[[ Data for this exercise open ]]

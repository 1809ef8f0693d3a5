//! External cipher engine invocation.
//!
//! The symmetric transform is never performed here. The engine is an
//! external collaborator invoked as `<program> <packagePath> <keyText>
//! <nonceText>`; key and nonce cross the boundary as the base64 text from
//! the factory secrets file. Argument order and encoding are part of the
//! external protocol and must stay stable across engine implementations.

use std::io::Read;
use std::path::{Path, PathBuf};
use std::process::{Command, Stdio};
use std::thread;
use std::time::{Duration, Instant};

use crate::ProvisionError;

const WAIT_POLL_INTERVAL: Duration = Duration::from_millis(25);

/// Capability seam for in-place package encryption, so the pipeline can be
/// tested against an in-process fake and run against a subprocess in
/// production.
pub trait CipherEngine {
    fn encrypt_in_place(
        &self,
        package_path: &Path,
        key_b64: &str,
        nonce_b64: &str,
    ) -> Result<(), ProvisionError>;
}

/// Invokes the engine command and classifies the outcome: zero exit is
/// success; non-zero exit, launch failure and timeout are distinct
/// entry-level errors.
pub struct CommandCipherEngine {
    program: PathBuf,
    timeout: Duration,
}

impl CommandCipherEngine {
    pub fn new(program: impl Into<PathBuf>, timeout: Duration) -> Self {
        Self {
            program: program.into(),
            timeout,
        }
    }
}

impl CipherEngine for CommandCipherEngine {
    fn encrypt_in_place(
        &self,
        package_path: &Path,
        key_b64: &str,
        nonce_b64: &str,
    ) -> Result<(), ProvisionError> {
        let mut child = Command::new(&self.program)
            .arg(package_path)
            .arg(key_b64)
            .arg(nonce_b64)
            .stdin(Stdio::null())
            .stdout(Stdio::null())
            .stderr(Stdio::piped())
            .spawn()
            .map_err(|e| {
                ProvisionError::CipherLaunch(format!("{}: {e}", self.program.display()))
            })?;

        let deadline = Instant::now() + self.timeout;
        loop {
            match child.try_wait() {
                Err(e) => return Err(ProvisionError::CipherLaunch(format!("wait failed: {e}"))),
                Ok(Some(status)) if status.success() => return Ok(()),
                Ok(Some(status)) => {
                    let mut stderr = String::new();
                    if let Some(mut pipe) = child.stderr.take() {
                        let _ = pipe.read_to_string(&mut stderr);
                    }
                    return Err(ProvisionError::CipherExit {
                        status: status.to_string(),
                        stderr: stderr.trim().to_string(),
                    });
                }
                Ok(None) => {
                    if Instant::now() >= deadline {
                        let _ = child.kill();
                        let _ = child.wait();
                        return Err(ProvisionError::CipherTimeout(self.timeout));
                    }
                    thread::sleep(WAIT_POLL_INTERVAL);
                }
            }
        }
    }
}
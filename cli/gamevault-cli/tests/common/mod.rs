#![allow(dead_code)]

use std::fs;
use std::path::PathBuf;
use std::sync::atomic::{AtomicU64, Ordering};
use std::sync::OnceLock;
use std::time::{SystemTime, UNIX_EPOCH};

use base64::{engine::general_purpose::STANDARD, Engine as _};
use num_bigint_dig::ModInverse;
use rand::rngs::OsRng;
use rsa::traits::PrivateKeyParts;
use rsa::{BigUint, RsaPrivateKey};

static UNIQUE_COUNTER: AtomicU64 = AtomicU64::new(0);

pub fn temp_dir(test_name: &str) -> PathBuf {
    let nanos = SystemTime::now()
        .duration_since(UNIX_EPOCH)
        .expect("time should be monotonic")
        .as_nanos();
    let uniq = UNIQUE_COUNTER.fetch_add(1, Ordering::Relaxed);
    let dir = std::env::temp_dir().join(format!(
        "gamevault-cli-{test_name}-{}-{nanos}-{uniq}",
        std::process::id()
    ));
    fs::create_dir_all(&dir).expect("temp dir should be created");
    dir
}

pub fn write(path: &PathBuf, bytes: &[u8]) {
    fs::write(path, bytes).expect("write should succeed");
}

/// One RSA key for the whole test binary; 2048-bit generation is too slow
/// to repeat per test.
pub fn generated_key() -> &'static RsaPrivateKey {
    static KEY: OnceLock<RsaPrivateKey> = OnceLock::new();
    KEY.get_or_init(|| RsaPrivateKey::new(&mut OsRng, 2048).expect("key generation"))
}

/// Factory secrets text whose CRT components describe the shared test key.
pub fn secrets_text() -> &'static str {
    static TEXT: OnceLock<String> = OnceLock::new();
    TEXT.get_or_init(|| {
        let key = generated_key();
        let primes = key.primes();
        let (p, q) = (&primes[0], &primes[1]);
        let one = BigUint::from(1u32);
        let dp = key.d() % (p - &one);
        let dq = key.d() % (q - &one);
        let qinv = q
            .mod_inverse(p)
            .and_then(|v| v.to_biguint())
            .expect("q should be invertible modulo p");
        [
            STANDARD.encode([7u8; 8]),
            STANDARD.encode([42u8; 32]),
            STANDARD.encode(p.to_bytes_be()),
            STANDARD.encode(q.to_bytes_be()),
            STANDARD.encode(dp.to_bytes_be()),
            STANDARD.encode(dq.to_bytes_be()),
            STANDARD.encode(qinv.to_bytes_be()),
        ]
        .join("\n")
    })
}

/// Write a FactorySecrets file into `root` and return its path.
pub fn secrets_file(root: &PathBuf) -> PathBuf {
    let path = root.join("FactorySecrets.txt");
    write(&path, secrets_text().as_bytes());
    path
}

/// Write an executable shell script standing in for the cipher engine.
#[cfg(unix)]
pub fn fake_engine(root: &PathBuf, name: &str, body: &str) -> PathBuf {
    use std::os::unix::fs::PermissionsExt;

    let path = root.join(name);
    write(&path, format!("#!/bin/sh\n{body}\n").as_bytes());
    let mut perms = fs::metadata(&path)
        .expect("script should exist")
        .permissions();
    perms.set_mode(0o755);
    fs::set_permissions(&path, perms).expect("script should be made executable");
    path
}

[[ Data for this exercise closed ]]

Going through the data above, return each line with the word "perms".

_Reply_:
    let mut perms = fs::metadata(&path)
    perms.set_mode(0o755);
    fs::set_permissions(&path, perms).expect("script should be made executable");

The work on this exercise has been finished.